PROBLEM TO WORK ON
Please copy each line below that contains the string "Show".

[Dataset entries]
use crate::domain::common::EntityMetadata;
use crate::shared::list_view::{
    ActionPermissions, ColumnDef, ColumnFormat, FieldKind, ListEntity, ListViewConfig, Record,
    ValidationRules,
};
use serde::{Deserialize, Serialize};

#[derive(Debug, Clone, Copy, PartialEq, Eq, Hash, Serialize, Deserialize, Default)]
#[serde(rename_all = "snake_case")]
pub enum SimCardStatus {
    #[default]
    Available,
    Assigned,
    Suspended,
    Deactivated,
}

impl SimCardStatus {
    pub const ALL: [&'static str; 4] = ["available", "assigned", "suspended", "deactivated"];

    pub fn as_str(&self) -> &'static str {
        match self {
            Self::Available => "available",
            Self::Assigned => "assigned",
            Self::Suspended => "suspended",
            Self::Deactivated => "deactivated",
        }
    }
}

/// Корпоративная SIM-карта
#[derive(Debug, Clone, Serialize, Deserialize)]
pub struct SimCard {
    pub id: String,
    /// Отображаемое имя (например, «Телефон дежурного»)
    pub name: String,
    pub sim_number: String,
    #[serde(default)]
    pub phone_number: Option<String>,
    #[serde(default)]
    pub carrier: Option<String>,
    #[serde(default)]
    pub plan: Option<String>,
    #[serde(default)]
    pub monthly_cost: Option<f64>,
    #[serde(default)]
    pub status: SimCardStatus,
    #[serde(default)]
    pub assigned_to: Option<String>,
    #[serde(flatten)]
    pub metadata: EntityMetadata,
}

impl ListEntity for SimCard {
    fn to_record(&self) -> Record {
        let record = Record::new(&self.id)
            .with("name", self.name.as_str())
            .with("sim_number", self.sim_number.as_str())
            .with("status", self.status.as_str())
            .with_opt("phone_number", self.phone_number.clone())
            .with_opt("carrier", self.carrier.clone())
            .with_opt("plan", self.plan.clone())
            .with_opt("monthly_cost", self.monthly_cost)
            .with_opt("assigned_to", self.assigned_to.clone());
        match self.metadata.created_at {
            Some(created_at) => record.created(created_at),
            None => record,
        }
    }

    fn list_config() -> ListViewConfig {
        ListViewConfig::new("name")
            .column(ColumnDef::new("name", "Наименование"))
            .column(ColumnDef::new("sim_number", "ICCID"))
            .column(ColumnDef::new("phone_number", "Номер телефона"))
            .column(ColumnDef::new("carrier", "Оператор"))
            .column(ColumnDef::new("plan", "Тариф"))
            .column(
                ColumnDef::new("monthly_cost", "Абонплата")
                    .kind(FieldKind::Number)
                    .format(ColumnFormat::Money),
            )
            .column(ColumnDef::new("status", "Статус").enumeration(&SimCardStatus::ALL))
            .column(ColumnDef::new("assigned_to", "Сотрудник"))
            .searchable(&["name", "sim_number", "phone_number", "assigned_to"])
            .filterable(&["carrier", "status"])
            .required(&["sim_number"])
            .rule("sim_number", ValidationRules::required().with_min_length(10).with_max_length(22))
            .rule("monthly_cost", ValidationRules::none().with_range(Some(0.0), None))
            .permissions(ActionPermissions::for_entity("sim_cards"))
    }
}
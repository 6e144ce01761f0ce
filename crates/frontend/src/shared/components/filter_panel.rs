use crate::shared::icons::icon;
use leptos::prelude::*;

/// Сворачиваемая панель фильтров. В заголовке: счётчик активных фильтров
/// и пагинация, в теле: поля фильтров и теги выбранных значений.
#[component]
pub fn FilterPanel(
    #[prop(into)] is_expanded: RwSignal<bool>,

    /// Number of active filters (for badge display)
    #[prop(into)]
    active_filters_count: Signal<usize>,

    #[prop(into)] pagination_controls: ViewFn,

    /// Filter content (form fields)
    #[prop(into)]
    filter_content: ViewFn,

    /// Filter tags (active filter chips)
    #[prop(optional, into)]
    filter_tags: Option<ViewFn>,
) -> impl IntoView {
    let toggle_expanded = move |_| {
        is_expanded.update(|e| *e = !*e);
    };

    view! {
        <div class="filter-panel">
            <div class="filter-panel-header">
                <div class="filter-panel-header__left" on:click=toggle_expanded>
                    <span
                        class="filter-panel__chevron"
                        class:filter-panel__chevron--expanded=move || is_expanded.get()
                    >
                        {icon("chevron-right")}
                    </span>
                    {icon("filter")}
                    <span class="filter-panel__title">"Фильтры"</span>
                    <Show when=move || { active_filters_count.get() > 0 }>
                        <span class="badge badge--primary">{move || active_filters_count.get()}</span>
                    </Show>
                </div>
                <div class="filter-panel-header__center">
                    {pagination_controls.run()}
                </div>
            </div>

            <div
                class="filter-panel__collapsible"
                class:filter-panel__collapsible--expanded=move || is_expanded.get()
                class:filter-panel__collapsible--collapsed=move || !is_expanded.get()
            >
                <div class="filter-panel-content">
                    {filter_content.run()}
                    {filter_tags.as_ref().map(|tags| view! {
                        <div class="filter-panel__tags">{tags.run()}</div>
                    })}
                </div>
            </div>
        </div>
    }
}

/// FilterTag component - individual filter tag/chip
#[component]
pub fn FilterTag(#[prop(into)] label: String, on_remove: Callback<()>) -> impl IntoView {
    view! {
        <div class="filter-tag">
            <span>{label}</span>
            <span
                class="filter-tag__remove"
                title="Сбросить"
                on:click=move |e| {
                    e.stop_propagation();
                    on_remove.run(());
                }
            >
                {icon("x")}
            </span>
        </div>
    }
}
pub mod filter_panel;
pub mod pagination_controls;

pub use filter_panel::{FilterPanel, FilterTag};
pub use pagination_controls::PaginationControls;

WRITTEN ANSWER
                    <Show when=move || { active_filters_count.get() > 0 }>
                    </Show>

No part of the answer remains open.